With the 10-month window for online booking, only dates up to June 28, 2014 can be checked, today.  (I would have checked prime dates in July and August if I could).  The point to be made was that with the wide-open availability of 2 bedroom units at the 10-month window for June 2014, you should have no difficulty getting what you want using 13-month ARP for July or August.

Saturday or Sunday check-in should not make that much difference in availability.

Here is Saturday the 28th, as another example:

06/28/2014 7 2 Bedroom Deluxe   224,000     

06/28/2014 7 2 Bedroom Deluxe Ocean View Upper Level   350,000 


Remember, too, that these are for full week stays.  Combining 3 nights at one resort with 4 nights at another resort is generally easier than reserving a full week at one resort.


----------



## gemini2678 (Aug 28, 2013)

CO skier said:


> With the 10-month window for online booking, only dates up to June 27, 2014 can be checked, today.  (I would have checked prime dates in July and August if I could).  The point to be made was that with the wide-open availability of 2 bedroom units at the 10-month window for June 2014, you should have no difficulty getting what you want using 13-month ARP for July or August.

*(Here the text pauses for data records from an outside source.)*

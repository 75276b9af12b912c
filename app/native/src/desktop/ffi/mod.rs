//! Operating shell bindings.
//!
//! The real desktop surface is only reachable on Windows, through the shell's
//! COM interfaces (see [`shell_view`]). Every other platform gets
//! [`UnsupportedShell`], which fails each call with `ShellUnavailable`.

#[cfg(windows)]
pub mod shell_view;

use std::path::PathBuf;

#[cfg(windows)]
pub use shell_view::WindowsShell;

use super::{DesktopShell, DesktopView};
use crate::core::{Error, Result};

/// Returns the desktop shell of the running platform.
///
/// `desktop_dir` overrides the folder backing the desktop surface.
#[must_use]
pub fn native_shell(desktop_dir: Option<PathBuf>) -> Box<dyn DesktopShell> {
    #[cfg(windows)]
    {
        Box::new(WindowsShell::new(desktop_dir))
    }

    #[cfg(not(windows))]
    {
        Box::new(UnsupportedShell { desktop_dir })
    }
}

/// Shell of platforms without a reachable desktop surface.
#[derive(Debug, Clone, Default)]
pub struct UnsupportedShell {
    desktop_dir: Option<PathBuf>,
}

impl UnsupportedShell {
    const REASON: &'static str = "the desktop icon view can only be reached on Windows";
}

impl DesktopShell for UnsupportedShell {
    fn acquire_view(&self) -> Result<Box<dyn DesktopView + '_>> {
        Err(Error::shell_unavailable(Self::REASON))
    }

    fn desktop_folder(&self) -> Result<PathBuf> {
        self.desktop_dir.clone().ok_or_else(|| Error::shell_unavailable(Self::REASON))
    }
}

hmmm, i didn't even think about that - you're right, it is August, you can't see any father out.  fantastic, thank you!  That is a tremendous help.


----------



## 55plus (Aug 28, 2013)

If the deeds aren't in your name yet, I suggest putting your wife's name on the deeds to if you haven't. That gives you flexibility incase your wife goes somewhere without you because if not it'll cost you a guest certificate.


----------



## gemini2678 (Aug 28, 2013)

morrisjim said:


> If the deeds aren't in your name yet, I suggest putting your wife's name on the deeds to if you haven't. That gives you flexibility incase your wife goes somewhere without you because if not it'll cost you a guest certificate.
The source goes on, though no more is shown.